# [Task to carry out]
Copy every line below that has the word "Text" in it.

(Supplied data)

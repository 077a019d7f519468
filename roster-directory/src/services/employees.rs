use std::sync::Arc;

use async_trait::async_trait;
use roster_core::errors::RosterResult;
use roster_core::{PageResult, RosterService, ServiceCapabilities};
use roster_query::Collation;

use super::memory::MemoryAdapter;
use super::params::{ListParams, Paging};
use crate::models::Employee;

pub struct EmployeesService {
    pub adapter: MemoryAdapter<Employee>,
}

impl EmployeesService {
    pub fn new(
        rows: Vec<Employee>,
        capabilities: ServiceCapabilities,
        paging: Paging,
        collation: Arc<Collation>,
    ) -> Self {
        Self {
            adapter: MemoryAdapter::new(
                rows,
                "Employee not found",
                "Employee validation failed",
                capabilities,
                paging,
                collation,
            ),
        }
    }
}

#[async_trait]
impl RosterService<Employee, ListParams> for EmployeesService {
    fn capabilities(&self) -> ServiceCapabilities {
        self.adapter.capabilities.clone()
    }

    async fn find(&self, params: ListParams) -> RosterResult<PageResult<Employee>> {
        self.adapter._find(params.query).await
    }

    async fn get(&self, id: &str, _params: ListParams) -> RosterResult<Employee> {
        self.adapter._get(id).await
    }

    async fn create(&self, data: Employee, _params: ListParams) -> RosterResult<Employee> {
        self.adapter._create(data).await
    }

    async fn update(&self, id: &str, data: Employee, _params: ListParams) -> RosterResult<Employee> {
        self.adapter._update(id, data).await
    }

    async fn remove(&self, id: &str, _params: ListParams) -> RosterResult<Employee> {
        self.adapter._remove(id).await
    }
}
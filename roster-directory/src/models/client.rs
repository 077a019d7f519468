use roster_query::{FieldValue, Queryable};
use serde::{Deserialize, Serialize};
use validator::Validate;

use super::{default_true, Record};

#[derive(Debug, Clone, Copy, Default, PartialEq, Eq, Hash, Serialize, Deserialize)]
#[serde(rename_all = "kebab-case")]
pub enum ClientStatus {
    #[default]
    ClienteProspecto,
    ClienteActivo,
    ClienteInactivo,
}

impl ClientStatus {
    pub fn as_str(&self) -> &'static str {
        match self {
            ClientStatus::ClienteProspecto => "cliente-prospecto",
            ClientStatus::ClienteActivo => "cliente-activo",
            ClientStatus::ClienteInactivo => "cliente-inactivo",
        }
    }
}

#[derive(Debug, Clone, PartialEq, Eq, Serialize, Deserialize, Validate)]
#[serde(rename_all = "camelCase")]
pub struct Client {
    #[serde(default)]
    pub id: String,
    #[validate(length(min = 1, message = "is required"))]
    pub name: String,
    #[validate(length(min = 1, message = "is required"))]
    pub client_id: String,
    #[validate(length(min = 1, message = "is required"))]
    pub company: String,
    #[serde(default)]
    pub sector: String,
    #[serde(default)]
    pub location: String,
    #[serde(default = "default_true")]
    pub is_active: bool,
    #[serde(default)]
    pub contract_type: String,
    #[serde(default)]
    pub last_contact: String,
    #[serde(default)]
    pub status: ClientStatus,
    #[serde(default)]
    pub phone: String,
    #[validate(length(min = 1, message = "is required"))]
    pub email: String,
    #[serde(default, skip_serializing_if = "Option::is_none")]
    pub website: Option<String>,
}

impl Client {
    /// Badge label for the documented status/activity pairings only.
    pub fn badge(&self) -> Option<&'static str> {
        match (self.status, self.is_active) {
            (ClientStatus::ClienteProspecto, false) => Some("Cliente Prospecto"),
            (ClientStatus::ClienteActivo, true) => Some("Cliente Activo"),
            (ClientStatus::ClienteInactivo, false) => Some("Cliente Inactivo"),
            _ => None,
        }
    }
}

impl Queryable for Client {
    const FIELDS: &'static [&'static str] = &[
        "id",
        "name",
        "clientId",
        "company",
        "sector",
        "location",
        "isActive",
        "contractType",
        "lastContact",
        "status",
        "phone",
        "email",
        "website",
    ];

    const SEARCH_FIELDS: &'static [&'static str] = &["name", "clientId", "company", "location"];

    fn field(&self, name: &str) -> Option<FieldValue<'_>> {
        let value = match name {
            "id" => FieldValue::Text(&self.id),
            "name" => FieldValue::Text(&self.name),
            "clientId" => FieldValue::Text(&self.client_id),
            "company" => FieldValue::Text(&self.company),
            "sector" => FieldValue::Text(&self.sector),
            "location" => FieldValue::Text(&self.location),
            "isActive" => FieldValue::Flag(self.is_active),
            "contractType" => FieldValue::Text(&self.contract_type),
            "lastContact" => FieldValue::Text(&self.last_contact),
            "status" => FieldValue::Text(self.status.as_str()),
            "phone" => FieldValue::Text(&self.phone),
            "email" => FieldValue::Text(&self.email),
            "website" => FieldValue::Text(self.website.as_deref()?),
            _ => return None,
        };
        Some(value)
    }
}

impl Record for Client {
    const KIND: &'static str = "clients";

    fn id(&self) -> &str {
        &self.id
    }

    fn set_id(&mut self, id: String) {
        self.id = id;
    }
}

(End Supplied data)

# [Output of the exercise]
            "id" => FieldValue::Text(&self.id),
            "name" => FieldValue::Text(&self.name),
            "clientId" => FieldValue::Text(&self.client_id),
            "company" => FieldValue::Text(&self.company),
            "sector" => FieldValue::Text(&self.sector),
            "location" => FieldValue::Text(&self.location),
            "contractType" => FieldValue::Text(&self.contract_type),
            "lastContact" => FieldValue::Text(&self.last_contact),
            "status" => FieldValue::Text(self.status.as_str()),
            "phone" => FieldValue::Text(&self.phone),
            "email" => FieldValue::Text(&self.email),
            "website" => FieldValue::Text(self.website.as_deref()?),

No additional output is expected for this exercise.